Work required: Identify all lines in the data containing the string "buffers". Copy them out.

Task material:

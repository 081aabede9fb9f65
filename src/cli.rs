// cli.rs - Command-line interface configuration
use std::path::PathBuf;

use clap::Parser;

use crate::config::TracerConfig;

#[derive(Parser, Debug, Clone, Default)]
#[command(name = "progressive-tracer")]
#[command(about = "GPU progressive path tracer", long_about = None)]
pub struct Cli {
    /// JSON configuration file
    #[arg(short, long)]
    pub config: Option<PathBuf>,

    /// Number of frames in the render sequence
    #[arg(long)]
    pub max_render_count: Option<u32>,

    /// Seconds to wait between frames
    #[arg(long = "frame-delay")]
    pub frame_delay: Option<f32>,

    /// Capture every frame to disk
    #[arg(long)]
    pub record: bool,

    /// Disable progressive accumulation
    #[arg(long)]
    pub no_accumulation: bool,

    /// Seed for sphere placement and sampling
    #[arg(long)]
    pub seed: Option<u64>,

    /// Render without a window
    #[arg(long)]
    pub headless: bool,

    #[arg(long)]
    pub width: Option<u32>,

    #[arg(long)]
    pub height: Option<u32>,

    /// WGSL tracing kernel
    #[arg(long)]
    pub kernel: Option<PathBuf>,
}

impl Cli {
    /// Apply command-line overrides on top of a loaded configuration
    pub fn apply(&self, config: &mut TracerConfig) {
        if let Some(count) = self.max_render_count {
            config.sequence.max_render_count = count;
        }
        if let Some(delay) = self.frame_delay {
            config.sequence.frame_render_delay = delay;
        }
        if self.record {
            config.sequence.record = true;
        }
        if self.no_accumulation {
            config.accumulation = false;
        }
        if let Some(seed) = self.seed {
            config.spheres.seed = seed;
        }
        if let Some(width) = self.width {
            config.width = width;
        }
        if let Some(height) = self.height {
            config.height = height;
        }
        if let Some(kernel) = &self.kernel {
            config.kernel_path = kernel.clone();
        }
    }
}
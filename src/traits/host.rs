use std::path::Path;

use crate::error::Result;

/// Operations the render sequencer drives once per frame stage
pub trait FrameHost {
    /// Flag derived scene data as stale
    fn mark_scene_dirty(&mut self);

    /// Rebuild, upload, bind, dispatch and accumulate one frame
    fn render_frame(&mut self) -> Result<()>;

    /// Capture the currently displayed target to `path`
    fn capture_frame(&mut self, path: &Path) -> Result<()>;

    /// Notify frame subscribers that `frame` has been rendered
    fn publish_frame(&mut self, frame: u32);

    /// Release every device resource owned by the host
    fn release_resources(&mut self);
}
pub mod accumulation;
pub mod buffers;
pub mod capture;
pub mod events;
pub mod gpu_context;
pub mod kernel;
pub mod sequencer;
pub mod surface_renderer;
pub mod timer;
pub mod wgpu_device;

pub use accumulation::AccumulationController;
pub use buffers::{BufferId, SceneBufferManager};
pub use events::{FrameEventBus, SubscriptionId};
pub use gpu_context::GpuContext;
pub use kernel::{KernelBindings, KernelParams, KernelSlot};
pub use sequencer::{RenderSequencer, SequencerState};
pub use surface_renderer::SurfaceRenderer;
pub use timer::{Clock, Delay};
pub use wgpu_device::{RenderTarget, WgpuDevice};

Response to the task:
pub mod buffers;
pub use buffers::{BufferId, SceneBufferManager};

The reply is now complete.